BEGIN RECORDS FOR THIS TASK

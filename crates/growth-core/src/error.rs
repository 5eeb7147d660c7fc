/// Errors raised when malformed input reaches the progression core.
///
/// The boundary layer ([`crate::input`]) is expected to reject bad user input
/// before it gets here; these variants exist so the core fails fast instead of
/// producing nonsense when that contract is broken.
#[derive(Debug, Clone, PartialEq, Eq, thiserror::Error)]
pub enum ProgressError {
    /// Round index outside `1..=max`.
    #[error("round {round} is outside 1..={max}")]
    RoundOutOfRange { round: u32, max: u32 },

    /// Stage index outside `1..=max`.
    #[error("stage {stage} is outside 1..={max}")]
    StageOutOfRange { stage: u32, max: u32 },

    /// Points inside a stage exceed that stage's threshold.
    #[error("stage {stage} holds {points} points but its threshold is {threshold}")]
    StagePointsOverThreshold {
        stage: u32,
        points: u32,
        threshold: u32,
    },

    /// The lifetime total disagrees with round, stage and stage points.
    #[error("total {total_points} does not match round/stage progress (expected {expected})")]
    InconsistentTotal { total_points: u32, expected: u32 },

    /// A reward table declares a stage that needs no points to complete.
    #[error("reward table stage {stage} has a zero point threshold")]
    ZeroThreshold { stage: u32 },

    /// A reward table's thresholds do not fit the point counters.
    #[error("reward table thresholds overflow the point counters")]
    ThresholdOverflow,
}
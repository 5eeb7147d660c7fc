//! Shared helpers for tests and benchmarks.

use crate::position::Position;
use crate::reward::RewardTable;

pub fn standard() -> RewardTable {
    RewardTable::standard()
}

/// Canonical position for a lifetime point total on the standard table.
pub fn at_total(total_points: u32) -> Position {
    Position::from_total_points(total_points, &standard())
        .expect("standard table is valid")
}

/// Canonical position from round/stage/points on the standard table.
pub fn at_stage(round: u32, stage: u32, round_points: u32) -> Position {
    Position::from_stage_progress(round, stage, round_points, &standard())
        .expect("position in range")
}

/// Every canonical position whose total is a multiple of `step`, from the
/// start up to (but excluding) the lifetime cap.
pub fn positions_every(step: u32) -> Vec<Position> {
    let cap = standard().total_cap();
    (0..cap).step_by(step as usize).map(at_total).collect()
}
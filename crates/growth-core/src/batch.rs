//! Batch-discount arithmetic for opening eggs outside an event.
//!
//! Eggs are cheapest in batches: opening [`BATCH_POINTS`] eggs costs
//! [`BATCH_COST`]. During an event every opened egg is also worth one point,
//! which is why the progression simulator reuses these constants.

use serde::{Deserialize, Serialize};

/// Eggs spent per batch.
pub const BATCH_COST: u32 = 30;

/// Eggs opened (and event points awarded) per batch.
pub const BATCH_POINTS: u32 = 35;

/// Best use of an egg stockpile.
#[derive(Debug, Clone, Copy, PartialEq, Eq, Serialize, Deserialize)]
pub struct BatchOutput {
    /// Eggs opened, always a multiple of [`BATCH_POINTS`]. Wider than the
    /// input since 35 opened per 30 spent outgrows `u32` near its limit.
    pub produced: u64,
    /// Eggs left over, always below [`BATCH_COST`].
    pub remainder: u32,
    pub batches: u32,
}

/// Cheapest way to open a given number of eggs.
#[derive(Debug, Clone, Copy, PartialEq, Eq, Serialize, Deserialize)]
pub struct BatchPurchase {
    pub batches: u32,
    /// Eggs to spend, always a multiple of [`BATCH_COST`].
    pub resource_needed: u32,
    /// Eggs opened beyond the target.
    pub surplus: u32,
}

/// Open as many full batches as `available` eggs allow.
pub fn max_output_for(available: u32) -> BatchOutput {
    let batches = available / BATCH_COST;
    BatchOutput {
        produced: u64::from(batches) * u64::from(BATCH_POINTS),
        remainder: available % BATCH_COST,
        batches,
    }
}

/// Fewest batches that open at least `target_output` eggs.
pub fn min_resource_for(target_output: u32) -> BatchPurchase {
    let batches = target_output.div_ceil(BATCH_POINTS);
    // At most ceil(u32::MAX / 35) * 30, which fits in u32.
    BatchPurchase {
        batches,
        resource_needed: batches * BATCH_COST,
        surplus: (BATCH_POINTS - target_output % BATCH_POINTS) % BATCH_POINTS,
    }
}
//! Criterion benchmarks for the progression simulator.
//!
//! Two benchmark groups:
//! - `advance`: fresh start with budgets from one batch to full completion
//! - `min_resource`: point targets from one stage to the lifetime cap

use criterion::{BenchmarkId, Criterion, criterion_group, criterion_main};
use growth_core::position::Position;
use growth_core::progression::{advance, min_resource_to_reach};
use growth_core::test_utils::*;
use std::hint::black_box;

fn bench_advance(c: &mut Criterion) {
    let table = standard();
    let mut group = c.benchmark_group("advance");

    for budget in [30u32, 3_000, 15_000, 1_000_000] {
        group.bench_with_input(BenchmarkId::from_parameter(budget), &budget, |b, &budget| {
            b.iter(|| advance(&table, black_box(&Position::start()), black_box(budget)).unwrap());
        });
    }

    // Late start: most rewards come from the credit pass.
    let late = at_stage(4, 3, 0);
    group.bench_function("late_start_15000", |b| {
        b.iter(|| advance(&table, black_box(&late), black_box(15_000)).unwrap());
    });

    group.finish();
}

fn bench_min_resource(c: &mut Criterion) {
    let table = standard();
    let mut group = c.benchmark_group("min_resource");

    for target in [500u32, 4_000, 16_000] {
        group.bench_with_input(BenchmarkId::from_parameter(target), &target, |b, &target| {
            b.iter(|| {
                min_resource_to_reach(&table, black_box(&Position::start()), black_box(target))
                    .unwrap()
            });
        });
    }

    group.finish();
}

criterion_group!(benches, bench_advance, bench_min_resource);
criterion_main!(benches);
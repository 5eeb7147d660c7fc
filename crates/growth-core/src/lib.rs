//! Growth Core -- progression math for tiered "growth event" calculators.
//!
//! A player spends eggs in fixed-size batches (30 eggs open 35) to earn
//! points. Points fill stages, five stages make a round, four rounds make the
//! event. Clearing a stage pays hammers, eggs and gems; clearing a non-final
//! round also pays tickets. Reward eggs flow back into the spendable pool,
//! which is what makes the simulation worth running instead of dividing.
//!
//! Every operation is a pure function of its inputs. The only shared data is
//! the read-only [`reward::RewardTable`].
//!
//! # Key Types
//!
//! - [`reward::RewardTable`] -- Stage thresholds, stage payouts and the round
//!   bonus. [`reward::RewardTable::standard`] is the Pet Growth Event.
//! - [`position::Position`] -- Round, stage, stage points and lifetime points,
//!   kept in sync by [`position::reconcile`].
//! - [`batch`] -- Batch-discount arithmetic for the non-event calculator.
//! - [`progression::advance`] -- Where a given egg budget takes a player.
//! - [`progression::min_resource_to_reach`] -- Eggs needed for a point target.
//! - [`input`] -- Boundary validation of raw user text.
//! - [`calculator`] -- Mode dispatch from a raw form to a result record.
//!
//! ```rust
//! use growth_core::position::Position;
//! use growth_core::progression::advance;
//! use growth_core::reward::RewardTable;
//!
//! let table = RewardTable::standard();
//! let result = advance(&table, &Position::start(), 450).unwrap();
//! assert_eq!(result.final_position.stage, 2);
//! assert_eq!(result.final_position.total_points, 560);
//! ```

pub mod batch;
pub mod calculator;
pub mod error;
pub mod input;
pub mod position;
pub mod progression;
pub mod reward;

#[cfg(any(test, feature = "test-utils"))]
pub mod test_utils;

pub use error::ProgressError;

END RECORDS FOR THIS TASK

- _WHAT YOU NEED TO DO_: Find every line in the records that has the string "always", then state how many there are and nothing else.

- _RESPONSE AREA_: 3